Non credo che tutti quei poliziotti che hanno manganellato senza pietà studenti e studentesse durante tutto l’autunno, a partire dal 5 ottobre fino ad arrivare al 14 novembre a Roma, simpatizzino con i motivi della protesta. Quanto meno sono bravissimi a nasconderlo! Scegliere di intraprendere un lavoro nelle forze dell’ordine non è una scelta che, personalmente, stimo: prendere ordini che implicano di dover usare la forza contro persone di cui potresti condividere le idee mi sembra schizofrenico. Detto ciò, quando ci si trova davanti ad un uso della forza spropositato e criminale, come quello che ha interessato me e tanti altri, l’idea che chi ti colpisce, simpatizzi con le tue idee non è decisamente plausibile. Ho letto da poco la testimonianza di una ragazza presente nella caserma Ranieri di Napoli, nel marzo 2001. Quello che le ffoo hanno fatto lì dentro, un’anticipazione della Diaz, i soprusi, le violenze, le intimidazioni non credo ci parlino di poliziotti che simpatizzano con le proteste.
I PM Morena Plazzi e Antonella Scandellari che hanno avviato l’inchiesta contro il celerino che ti ha colpito e che oggi è a processo, sono le stesse che di recente hanno oggi indagato 43 studenti che quel 12 ottobre manifestavano a Banca Italia per i reati di violenza, resistenza a pubblico ufficiale e interruzione di pubblico servizio. Imparzialità della giustizia o cos’altro?
Penso che la giustizia in Italia non sia imparziale. Lo dimostrano le pene assegnate a chi è stato ritenuto colpevole di aver spaccato vetrine e bancomat a Genova, confrontate con quelle dei poliziotti che sono intervenuti alla Diaz o che hanno ucciso Federico Aldrovandi.
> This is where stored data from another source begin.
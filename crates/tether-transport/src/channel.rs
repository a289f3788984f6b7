use std::sync::atomic::{AtomicBool, AtomicU64, Ordering};
use std::sync::{Arc, Mutex, MutexGuard, Weak};
use std::time::Duration;

use serde_json::Value;
use tether_core::names::normalize_channel_name;
use tether_core::{ChannelMessage, MessageKind};
use tracing::{debug, info};

use crate::adapter::{ChannelTransport, MessageSink, TransportKind, TransportStats};
use crate::error::TransportError;
use crate::native::{self, BroadcastHub, NativeTransport};
use crate::platform::Platform;
use crate::storage::{self, StorageEventTransport, StorageOptions};
use crate::store::{self, PersistentStoreTransport, StoreOptions};

/// Listener callback; receives the message payload.
pub type MessageHandler = Arc<dyn Fn(&Value) + Send + Sync>;

#[derive(Debug, Clone, Copy, PartialEq, Eq, Hash, PartialOrd, Ord)]
pub struct ListenerId(u64);

#[derive(Debug, Clone)]
pub struct ChannelOptions {
    /// Forces one variant instead of probing.
    pub transport: Option<TransportKind>,
    /// When false the persistent store is never probed.
    pub worker_support: bool,
    pub store: StoreOptions,
    pub storage: StorageOptions,
}

impl Default for ChannelOptions {
    fn default() -> Self {
        Self {
            transport: None,
            worker_support: true,
            store: StoreOptions::default(),
            storage: StorageOptions::default(),
        }
    }
}

/// Whether `kind` can back a channel on `platform`.
pub fn is_usable(kind: TransportKind, platform: &Platform) -> Result<bool, TransportError> {
    match kind {
        TransportKind::Native => native::can_be_used(platform),
        TransportKind::PersistentStore => Ok(store::can_be_used(platform)),
        TransportKind::StorageEvent => Ok(storage::can_be_used(platform)),
    }
}

pub fn average_response_time(kind: TransportKind, options: &ChannelOptions) -> Duration {
    match kind {
        TransportKind::Native => native::average_response_time(),
        TransportKind::PersistentStore => store::average_response_time(&options.store),
        TransportKind::StorageEvent => storage::average_response_time(),
    }
}

/// Picks the transport variant for `platform`.
///
/// An explicit choice is returned as-is; probing follows
/// [`TransportKind::PREFERENCE`].
pub fn choose_transport(
    platform: &Platform,
    options: &ChannelOptions,
) -> Result<TransportKind, TransportError> {
    if let Some(kind) = options.transport {
        return Ok(kind);
    }
    for kind in TransportKind::PREFERENCE {
        if kind == TransportKind::PersistentStore && !options.worker_support {
            continue;
        }
        if is_usable(kind, platform)? {
            return Ok(kind);
        }
    }
    Err(TransportError::NoTransport)
}

fn create_transport(
    kind: TransportKind,
    name: &str,
    platform: &Platform,
    options: &ChannelOptions,
) -> Result<Box<dyn ChannelTransport>, TransportError> {
    Ok(match kind {
        TransportKind::Native => Box::new(NativeTransport::create(name, platform)?),
        TransportKind::PersistentStore => Box::new(PersistentStoreTransport::create(
            name,
            platform,
            options.store.clone(),
        )?),
        TransportKind::StorageEvent => Box::new(StorageEventTransport::create(
            name,
            platform,
            options.storage.clone(),
        )?),
    })
}

struct ListenerEntry {
    id: ListenerId,
    kind: MessageKind,
    since: u64,
    handler: MessageHandler,
}

struct ChannelInner {
    name: String,
    transport: Box<dyn ChannelTransport>,
    listeners: Mutex<Vec<ListenerEntry>>,
    next_listener: AtomicU64,
    closed: AtomicBool,
}

impl ChannelInner {
    fn listeners(&self) -> MutexGuard<'_, Vec<ListenerEntry>> {
        self.listeners.lock().unwrap_or_else(|p| p.into_inner())
    }

    fn dispatch(&self, message: ChannelMessage) {
        let handlers: Vec<MessageHandler> = self
            .listeners()
            .iter()
            .filter(|entry| entry.kind == message.kind && message.time >= entry.since)
            .map(|entry| Arc::clone(&entry.handler))
            .collect();
        for handler in handlers {
            handler(&message.data);
        }
    }

    fn sink(self: &Arc<Self>) -> MessageSink {
        let weak: Weak<ChannelInner> = Arc::downgrade(self);
        Arc::new(move |message| {
            if let Some(inner) = weak.upgrade() {
                inner.dispatch(message);
            }
        })
    }
}

/// Named publish/subscribe endpoint over one transport variant.
///
/// The transport only delivers while at least one listener is registered;
/// each listener only sees messages stamped at or after its registration.
pub struct Channel {
    inner: Arc<ChannelInner>,
}

impl Channel {
    pub fn open(
        name: &str,
        platform: &Platform,
        options: ChannelOptions,
    ) -> Result<Self, TransportError> {
        let name = normalize_channel_name(name)?;
        let kind = choose_transport(platform, &options)?;
        if options.transport.is_some() && !is_usable(kind, platform)? {
            return Err(TransportError::Unavailable(kind));
        }
        let transport = create_transport(kind, &name, platform, &options)?;
        info!(channel = %name, transport = %kind, "channel opened");
        Ok(Self {
            inner: Arc::new(ChannelInner {
                name,
                transport,
                listeners: Mutex::new(Vec::new()),
                next_listener: AtomicU64::new(1),
                closed: AtomicBool::new(false),
            }),
        })
    }

    /// Marks `hub` as replaced by a channel implementation.
    ///
    /// Native probing on a marked hub fails with
    /// [`TransportError::MarkerCollision`], as does installing twice.
    pub fn install_as_primitive(hub: &BroadcastHub) -> Result<(), TransportError> {
        hub.install_channel_marker()?;
        info!("channel installed as the native primitive");
        Ok(())
    }

    pub fn name(&self) -> &str {
        &self.inner.name
    }

    pub fn kind(&self) -> TransportKind {
        self.inner.transport.kind()
    }

    pub fn is_closed(&self) -> bool {
        self.inner.closed.load(Ordering::SeqCst)
    }

    pub fn stats(&self) -> TransportStats {
        self.inner.transport.stats()
    }

    pub fn listener_count(&self) -> usize {
        self.inner.listeners().len()
    }

    pub fn post_message(&self, data: Value) -> Result<(), TransportError> {
        self.post(MessageKind::Message, data)
    }

    pub fn post_internal(&self, data: Value) -> Result<(), TransportError> {
        self.post(MessageKind::Internal, data)
    }

    fn post(&self, kind: MessageKind, data: Value) -> Result<(), TransportError> {
        if self.is_closed() {
            return Err(TransportError::Closed);
        }
        let message = ChannelMessage::new(self.inner.transport.micro_seconds(), kind, data);
        self.inner.transport.post_message(&message)
    }

    /// Registers `handler` for messages of `kind`.
    pub fn add_listener(
        &self,
        kind: MessageKind,
        handler: MessageHandler,
    ) -> Result<ListenerId, TransportError> {
        if self.is_closed() {
            return Err(TransportError::Closed);
        }
        let id = ListenerId(self.inner.next_listener.fetch_add(1, Ordering::Relaxed));
        let since = self.inner.transport.micro_seconds();
        let mut listeners = self.inner.listeners();
        let first = listeners.is_empty();
        listeners.push(ListenerEntry {
            id,
            kind,
            since,
            handler,
        });
        if first {
            debug!(channel = %self.inner.name, since, "activating transport");
            self.inner
                .transport
                .on_message(Some(self.inner.sink()), since);
        }
        Ok(id)
    }

    /// Removes a listener; returns whether it was registered.
    pub fn remove_listener(&self, id: ListenerId) -> bool {
        let mut listeners = self.inner.listeners();
        let before = listeners.len();
        listeners.retain(|entry| entry.id != id);
        let removed = listeners.len() != before;
        if removed && listeners.is_empty() {
            debug!(channel = %self.inner.name, "deactivating transport");
            self.inner.transport.on_message(None, 0);
        }
        removed
    }

    /// Unsubscribes and releases the transport. Later posts fail.
    pub fn close(&self) {
        if self.inner.closed.swap(true, Ordering::SeqCst) {
            return;
        }
        self.inner.listeners().clear();
        self.inner.transport.on_message(None, 0);
        self.inner.transport.close();
        debug!(channel = %self.inner.name, "channel closed");
    }
}

impl Drop for Channel {
    fn drop(&mut self) {
        self.close();
    }
}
Lo dimostra il fatto che utilizziamo un codice scritto durante un regime totalitario che prevede il reato di devastazione e saccheggio, ma non quello di tortura. Le 43 misure prese contro studenti e precari che erano in piazza Cavour sono arrivate subito dopo che si è chiusa la mia indagine, quasi come a riequilibrare il piatto della bilancia: un colpo al cerchio e uno alla botte. Sono curiosa di vedere se il poliziotto che ha senza alcun motivo spaccato la faccia ad una ragazza, causandole un danno permanente verrà punito oppure se si sceglierà, ancora una volta, di essere severi con chi quella mattina cercava solo di difendere la dignità della propria vita, contro i diktat della Bce.
Un’ultima domanda: quanto ha contato la solidarietà che hai/avete raccolto? Quanto ha inciso su di te e sul corso degli eventi che ti/vi hanno riguardato?
La solidarietà raccolta non solo ha contato, è stata fondamentale. Senza quella non credo che avrei saputo reagire e sopportare come ho fatto più di un anno di sedute dentistiche e tutto quello che ne è derivato. Sono stata fortunata, perché non sono una persona sola che subisce un abuso, ma mi sono ritrovata all’interno di una comunità molto forte, oltre ad aver ricevuto il sostegno di moltissimi altri, che si è dimostrato ad esempio nella partecipazione alla serata benefit per le spese mediche.